• [WHAT THIS TASK INVOLVES]:
If a line in the entries below contains "load", copy it.

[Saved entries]
//! §4.3: the selector that owns connection sockets, drives CONNECT/READ/
//! WRITE readiness, and drains the write queue.

use std::io;
use std::sync::Arc;
use std::time::Duration;

use crate::channel::{Channel, ConnectionChannel};
use crate::epoll::{EpollOpt, Events, Ready, Token};
use crate::error::SelectorError;
use crate::handler::{SelectorHandler, WorkerHandler};
use crate::queue::Fifo;
use crate::write::WriteOperation;

use super::{Enqueued, SelectorCore};

pub struct WorkerSelector {
    core: SelectorCore<ConnectionChannel>,
    new_channel: Fifo<Arc<ConnectionChannel>>,
    write: Fifo<WriteOperation>,
    handler: Arc<dyn WorkerHandler>,
}

impl WorkerSelector {
    pub fn new(handler: Arc<dyn WorkerHandler>) -> io::Result<WorkerSelector> {
        Ok(WorkerSelector {
            core: SelectorCore::new()?,
            new_channel: Fifo::unbounded(),
            write: Fifo::unbounded(),
            handler,
        })
    }

    /// `registerSocketChannel`: safe to call from any thread, including the
    /// acceptor that just accepted this connection.
    pub fn register_socket_channel(&self, channel: Arc<ConnectionChannel>) -> Result<(), SelectorError> {
        match self.core.enqueue(&self.new_channel, channel) {
            Enqueued::Accepted { already_closing } => {
                if !already_closing {
                    let _ = self.core.wake();
                }
                Ok(())
            }
            Enqueued::Rejected(_) => Err(SelectorError::closed_selector("register_socket_channel")),
        }
    }

    /// §4.3.2: queue a write from any thread.
    pub fn queue_write(&self, op: WriteOperation) {
        match self.core.enqueue(&self.write, op) {
            Enqueued::Accepted { already_closing } => {
                if !already_closing {
                    let _ = self.core.wake();
                }
                // If already_closing, cleanup (running concurrently or
                // about to run) will fail this op with a closed-selector
                // cause when it drains the write FIFO.
            }
            Enqueued::Rejected(op) => op.fail(SelectorError::closed_selector("queue_write")),
        }
    }

    pub fn queue_channel_close(&self, channel: Arc<ConnectionChannel>) {
        self.core.queue_channel_close(channel);
    }

    pub fn registered_channels(&self) -> Vec<Arc<ConnectionChannel>> {
        self.core.registered_channels()
    }

    pub fn is_closed(&self) -> bool {
        self.core.is_closed()
    }

    pub fn running(&self) -> &crate::future::OneShot<()> {
        self.core.running()
    }

    pub fn run(&self) -> Result<(), SelectorError> {
        self.core.run(
            |core, events, timeout| self.do_select(core, events, timeout),
            |channel| self.close_channel(channel),
            |core| self.cleanup(core),
            |err| self.dispatch_error(err),
        )
    }

    /// §4.1 steps 4-5: routes a `turn` failure to the matching handler hook.
    fn dispatch_error(&self, err: &SelectorError) {
        match err {
            SelectorError::Poll { .. } => self.handler.select_exception(err),
            _ => self.handler.uncaught_exception(err),
        }
    }

    pub fn close(&self, interrupt: bool) {
        self.new_channel.close();
        self.write.close();
        self.core.close(interrupt);
    }

    fn do_select(
        &self,
        core: &SelectorCore<ConnectionChannel>,
        events: &mut Events,
        timeout: Duration,
    ) -> Result<(), SelectorError> {
        // Step 1: set up new channels. Both channels freshly accepted
        // (already connected) and channels mid-`connect()` register for
        // both interests: Linux signals connect completion as WRITE
        // readiness on the socket, which is indistinguishable at the
        // epoll layer from "ready to send" — `finish_connect` is what
        // tells them apart via `take_error`.
        while let Ok(channel) = self.new_channel.pop() {
            let id = core.insert(channel.clone());
            let token = Token(id);
            match channel.register(core.epoll(), token, Ready::readable() | Ready::writable(), EpollOpt::edge()) {
                Ok(()) => {
                    channel.install_contexts();
                    self.handler.handle_registration(&channel);
                    self.finish_connect(&channel);
                }
                Err(e) => {
                    core.remove(id);
                    let err = SelectorError::registration_failed(e);
                    log::warn!("connection channel registration failed: {}", err);
                    self.handler.registration_exception(&channel, &err);
                }
            }
        }

        // Step 2: drain queued writes.
        while let Ok(op) = self.write.pop() {
            let channel = op.channel().clone();
            if channel.is_writable() {
                self.queue_write_into_buffer(core, &channel, op);
            } else {
                op.fail(SelectorError::cancelled_key("queue_write"));
            }
        }

        // Step 3: poll.
        let n = core.epoll().wait(events, Some(timeout)).map_err(SelectorError::poll)?;

        // Step 4: handle ready keys.
        for i in 0..n {
            let event = events.get(i).expect("index within wait() count");
            if event.token() == super::WAKER_TOKEN {
                let _ = core.waker().reset();
                continue;
            }
            let id = event.token().0;
            let channel = match core.get(id) {
                Some(c) => c,
                None => {
                    log::warn!("cancelled key for connection channel token {:?}", event.token());
                    if let Some(channel) = core.take_recently_removed(id) {
                        self.handler
                            .generic_channel_exception(&channel, &SelectorError::cancelled_key("ready key"));
                    }
                    continue;
                }
            };

            self.dispatch_ready(core, &channel, event.readiness());
        }

        Ok(())
    }

    /// Dispatches a single ready key once its channel has been looked up.
    /// Split out of `do_select` so the connect-completion gate — read/write
    /// readiness arriving before the connect finishes must be ignored — is
    /// directly testable without needing real epoll timing.
    fn dispatch_ready(&self, core: &SelectorCore<ConnectionChannel>, channel: &Arc<ConnectionChannel>, readiness: Ready) {
        // Linux signals a completed non-blocking connect via writable
        // readiness on the connecting socket.
        if !channel.is_connect_complete() && readiness.is_writable() {
            self.finish_connect(channel);
        }

        if !channel.is_connect_complete() {
            return;
        }

        if readiness.is_writable() {
            self.handle_write(core, channel);
        }
        if readiness.is_readable() {
            self.handler.handle_read(channel);
        }
    }

    /// §4.3.1: move a write op into the channel's buffer. Must run on the
    /// selector thread (called only from `do_select`).
    fn queue_write_into_buffer(
        &self,
        core: &SelectorCore<ConnectionChannel>,
        channel: &Arc<ConnectionChannel>,
        op: WriteOperation,
    ) {
        debug_assert!(core.is_on_selector_thread());

        if let Err(e) = channel.rearm(core.epoll(), Ready::readable() | Ready::writable(), EpollOpt::edge()) {
            op.fail(SelectorError::cancelled_key("queue_write"));
            let _ = e;
            return;
        }

        channel.with_write_context(|ctx| ctx.push(op));
    }

    /// §4.3.3: idempotent probe for non-blocking connect completion.
    fn finish_connect(&self, channel: &Arc<ConnectionChannel>) {
        if channel.connect_future().is_settled() {
            return;
        }

        match channel.poll_connect_completion() {
            Ok(()) => {
                if channel.connect_future().complete(Ok(())) {
                    self.handler.handle_connect(channel);
                }
            }
            Err(e) => {
                let err = Arc::new(SelectorError::io("connect", e));
                if channel.connect_future().complete(Err(err.clone())) {
                    log::warn!("connect failed: {}", err);
                    self.handler.connect_exception(channel, &err);
                }
            }
        }
    }

    fn handle_write(&self, core: &SelectorCore<ConnectionChannel>, channel: &Arc<ConnectionChannel>) {
        let flushed = channel.with_write_context(|ctx| {
            let stream = channel.stream();
            let mut sink = stream;
            ctx.flush(&mut sink)
        });

        match flushed {
            Some(Ok(())) => {
                self.handler.handle_write(channel);
                let empty = channel.with_write_context(|ctx| ctx.is_empty()).unwrap_or(true);
                if empty {
                    let _ = channel.rearm(core.epoll(), Ready::readable(), EpollOpt::edge());
                }
            }
            Some(Err(e)) => {
                let err = SelectorError::io("handle_write", e);
                log::warn!("write failed: {}", err);
                self.handler.write_exception(channel, &err);
                core.queue_channel_close(channel.clone());
            }
            None => {}
        }
    }

    fn close_channel(&self, channel: &Arc<ConnectionChannel>) {
        channel.core().mark_closing();
        // Distinguishes a lone channel being closed mid-run (its own
        // operation failed) from every channel going down together because
        // the whole selector is shutting down — the two need different
        // failure causes on any writes still queued.
        let cause = if self.core.is_closed() {
            SelectorError::closed_selector("write")
        } else {
            SelectorError::cancelled_key("write")
        };
        channel.teardown_contexts(cause);
        let _ = self.core.epoll().delete(channel.as_ref());
        channel.core().mark_closed();
        self.handler.handle_close(channel);
    }

    /// §4.3 cleanup: fail every still-queued write, then close every new and
    /// registered channel.
    fn cleanup(&self, core: &SelectorCore<ConnectionChannel>) {
        while let Ok(op) = self.write.pop() {
            op.fail(SelectorError::closed_selector("queue_write"));
        }

        while let Ok(channel) = self.new_channel.pop() {
            core.queue_channel_close(channel);
        }

        for channel in core.registered_channels() {
            core.queue_channel_close(channel);
        }
    }
}

#[cfg(test)]
mod test {
    use std::net::TcpListener as StdTcpListener;
    use std::sync::atomic::{AtomicUsize, Ordering};
    use std::sync::Arc;

    use crate::channel::ConnectionChannel;
    use crate::epoll::Ready;
    use crate::handler::{SelectorHandler, WorkerHandler};
    use crate::net::TcpStream;

    use super::WorkerSelector;

    #[derive(Default)]
    struct RecordingHandler {
        reads: AtomicUsize,
        writes: AtomicUsize,
    }

    impl SelectorHandler for RecordingHandler {}

    impl WorkerHandler for RecordingHandler {
        fn handle_read(&self, _channel: &Arc<ConnectionChannel>) {
            self.reads.fetch_add(1, Ordering::SeqCst);
        }

        fn handle_write(&self, _channel: &Arc<ConnectionChannel>) {
            self.writes.fetch_add(1, Ordering::SeqCst);
        }
    }

    fn connected_pair() -> (ConnectionChannel, std::net::TcpStream) {
        let listener = StdTcpListener::bind("127.0.0.1:0").unwrap();
        let addr = listener.local_addr().unwrap();
        let client = TcpStream::connect(addr).unwrap();
        let (server, _) = listener.accept().unwrap();
        (ConnectionChannel::new(client, addr), server)
    }

    #[test]
    fn dispatch_ready_ignores_read_and_write_before_connect_completes() {
        let handler = Arc::new(RecordingHandler::default());
        let selector = WorkerSelector::new(handler.clone()).unwrap();
        let (channel, _server) = connected_pair();
        let channel = Arc::new(channel);

        // `connect_future` was never settled, so the channel is treated as
        // still connecting even though the underlying socket is usable.
        // Readable-only readiness doesn't trigger the connect-completion
        // probe (that only fires on writable readiness), so this exercises
        // the gate in isolation.
        assert!(!channel.is_connect_complete());

        selector.dispatch_ready(&selector.core, &channel, Ready::readable());

        assert_eq!(handler.reads.load(Ordering::SeqCst), 0);
        assert_eq!(handler.writes.load(Ordering::SeqCst), 0);
    }

    #[test]
    fn dispatch_ready_delivers_read_once_connect_has_completed() {
        let handler = Arc::new(RecordingHandler::default());
        let selector = WorkerSelector::new(handler.clone()).unwrap();
        let (channel, _server) = connected_pair();
        let channel = Arc::new(channel);

        assert!(channel.connect_future().complete(Ok(())));
        assert!(channel.is_connect_complete());

        selector.dispatch_ready(&selector.core, &channel, Ready::readable());

        assert_eq!(handler.reads.load(Ordering::SeqCst), 1);
        assert_eq!(handler.writes.load(Ordering::SeqCst), 0);
    }
}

• [OUTPUT FOR THIS EXERCISE]:
        assert_eq!(handler.reads.load(Ordering::SeqCst), 0);
        assert_eq!(handler.writes.load(Ordering::SeqCst), 0);
        assert_eq!(handler.reads.load(Ordering::SeqCst), 1);
        assert_eq!(handler.writes.load(Ordering::SeqCst), 0);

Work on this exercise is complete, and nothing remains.